Lock-free arena-backed skip list for LSM-tree memtables. Designed for high-throughput write workloads in storage engines like RocksDB, LevelDB, and CockroachDB.
| Feature | Description |
|---|---|
| Lock-free writes | Multiple threads insert/delete concurrently via single CAS at level 0 |
| Lock-free reads | Point lookups walk the skip list without any locks |
| O(1) allocation | Per-thread arena shards — zero-contention bump allocation |
| Snapshot isolation | Point-in-time snapshots remain consistent under concurrent writes |
| Range cursors | Cursor with lower-bound seek for prefix/range iteration |
| Seal/freeze lifecycle | seal() freezes memtable for flushing, returns fresh one |
| Bulk deallocation | Dropping memtable reclaims all arena memory at once |
| Auto-seal thresholds | Automatic sealing based on memory usage or entry count |
| Backpressure detection | Detect when nearing capacity limits |
| Batch operations | Efficient bulk insert and multi-get operations |
use fastskip::ConcurrentSkipList;
let sl = ConcurrentSkipList::new();
sl.insert(b"user:1001", b"alice");
sl.insert(b"user:1002", b"bob");
let (val, tombstone) = sl.get(b"user:1001").unwrap();
assert_eq!(val, b"alice");
assert!(!tombstone);use fastskip::ConcurrentSkipList;
// Create with auto-seal at 1MB memory or 100k entries
let sl = ConcurrentSkipList::with_capacity_and_shards(
64 * 1024, // 64KB initial arena per shard
4, // 4 shards (should match writer thread count)

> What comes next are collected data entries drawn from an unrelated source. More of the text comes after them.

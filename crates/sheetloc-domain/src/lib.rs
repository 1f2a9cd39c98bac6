use schemars::JsonSchema;
use serde::{Deserialize, Serialize};

pub const SCHEMA_VERSION: u32 = 1;

#[derive(Debug, Clone, Serialize, Deserialize, JsonSchema)]
pub struct SheetStat {
    pub category: String,
    pub rows: usize,
}

#[derive(Debug, Clone, Serialize, Deserialize, JsonSchema)]
pub struct WorkbookStat {
    pub language: String,
    pub path: String,
    pub sheets: Vec<SheetStat>,
}

#[derive(Debug, Clone, Serialize, Deserialize, JsonSchema)]
pub struct ExportSummary {
    pub schema_version: u32,
    pub mode: String,
    pub rows: usize,
    pub workbooks: Vec<WorkbookStat>,
}

/// Outcome of merging one imported sheet into its catalog file.
#[derive(Debug, Clone, Copy, PartialEq, Eq, Serialize, Deserialize, JsonSchema)]
#[serde(rename_all = "lowercase")]
pub enum CatalogStatus {
    Updated,
    Unchanged,
    Missing,
    Planned,
    Failed,
}

#[derive(Debug, Clone, Serialize, Deserialize, JsonSchema)]
pub struct CatalogFileStat {
    pub language: String,
    pub category: String,
    pub path: String,
    pub status: CatalogStatus,
    /// Keys whose translation was replaced by the imported one.
    pub updated: Vec<String>,
    /// Imported keys that no longer exist in the catalog.
    pub removed: Vec<String>,
    /// Keys whose existing translation was kept over the imported one.
    pub kept: Vec<String>,
    #[serde(default, skip_serializing_if = "Option::is_none")]
    pub error: Option<String>,
}

#[derive(Debug, Clone, Serialize, Deserialize, JsonSchema)]
pub struct ImportSummary {
    pub schema_version: u32,
    pub mode: String,
    pub dry_run: bool,
    pub updated: usize,
    pub unchanged: usize,
    pub missing: usize,
    pub failed: usize,
    pub keys: usize,
    pub files: Vec<CatalogFileStat>,
}

impl ImportSummary {
    pub fn new(mode: &str, dry_run: bool) -> Self {
        Self {
            schema_version: SCHEMA_VERSION,
            mode: mode.to_string(),
            dry_run,
            updated: 0,
            unchanged: 0,
            missing: 0,
            failed: 0,
            keys: 0,
            files: Vec::new(),
        }
    }

    /// Record a file stat and keep the counters in sync with it.
    pub fn push(&mut self, stat: CatalogFileStat) {
        match stat.status {
            CatalogStatus::Updated | CatalogStatus::Planned => self.updated += 1,
            CatalogStatus::Unchanged => self.unchanged += 1,
            CatalogStatus::Missing => self.missing += 1,
            CatalogStatus::Failed => self.failed += 1,
        }
        self.keys += stat.updated.len();
        self.files.push(stat);
    }
}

1 * 1024 * 1024, // Auto-seal at 1MB total memory
100_000 // Auto-seal at 100k entries
);
// Check if nearing limits
if !sl.is_under_backpressure() {
// Safe to insert batch
let batch = vec![(b"key1", b"val1"), (b"key2", b"val2")];
sl.insert_batch(&batch).unwrap();
}
// Get memory statistics
println!("Used: {} bytes", sl.memory_usage());
println!("Utilization: {:.1}%", sl.memory_utilization() * 100.0);
println!("Avg key size: {} bytes", sl.avg_key_size() as usize);Delete marks a key with a tombstone. Deleted keys remain in the skip list until flushed to SSTable.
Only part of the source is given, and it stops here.